**What is expected**
Retype the records that follow, every line exactly as written.
————
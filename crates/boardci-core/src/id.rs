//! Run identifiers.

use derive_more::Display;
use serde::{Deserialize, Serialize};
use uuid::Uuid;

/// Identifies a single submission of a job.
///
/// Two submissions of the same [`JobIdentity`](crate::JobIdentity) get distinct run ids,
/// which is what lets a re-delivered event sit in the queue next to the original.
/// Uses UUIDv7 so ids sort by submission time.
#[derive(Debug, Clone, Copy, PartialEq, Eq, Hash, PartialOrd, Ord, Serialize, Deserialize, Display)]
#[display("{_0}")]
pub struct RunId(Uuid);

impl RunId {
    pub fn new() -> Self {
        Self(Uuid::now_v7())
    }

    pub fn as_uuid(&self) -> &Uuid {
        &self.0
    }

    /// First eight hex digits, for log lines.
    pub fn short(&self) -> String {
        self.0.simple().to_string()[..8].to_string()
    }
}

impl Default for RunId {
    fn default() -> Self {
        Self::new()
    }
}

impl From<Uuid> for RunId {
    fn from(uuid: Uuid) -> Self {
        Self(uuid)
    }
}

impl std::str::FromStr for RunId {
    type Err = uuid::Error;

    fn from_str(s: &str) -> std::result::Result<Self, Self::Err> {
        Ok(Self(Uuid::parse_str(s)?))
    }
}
————
**Solved problem**
filename crates/boardci-core/src/id.rs
//! Run identifiers.

use derive_more::Display;
use serde::{Deserialize, Serialize};
use uuid::Uuid;

/// Identifies a single submission of a job.
///
/// Two submissions of the same [`JobIdentity`](crate::JobIdentity) get distinct run ids,
/// which is what lets a re-delivered event sit in the queue next to the original.
/// Uses UUIDv7 so ids sort by submission time.
#[derive(Debug, Clone, Copy, PartialEq, Eq, Hash, PartialOrd, Ord, Serialize, Deserialize, Display)]
#[display("{_0}")]
pub struct RunId(Uuid);

impl RunId {
    pub fn new() -> Self {
        Self(Uuid::now_v7())
    }

    pub fn as_uuid(&self) -> &Uuid {
        &self.0
    }

    /// First eight hex digits, for log lines.
    pub fn short(&self) -> String {
        self.0.simple().to_string()[..8].to_string()
    }
}

impl Default for RunId {
    fn default() -> Self {
        Self::new()
    }
}

impl From<Uuid> for RunId {
    fn from(uuid: Uuid) -> Self {
        Self(uuid)
    }
}

impl std::str::FromStr for RunId {
    type Err = uuid::Error;

    fn from_str(s: &str) -> std::result::Result<Self, Self::Err> {
        Ok(Self(Uuid::parse_str(s)?))
    }
}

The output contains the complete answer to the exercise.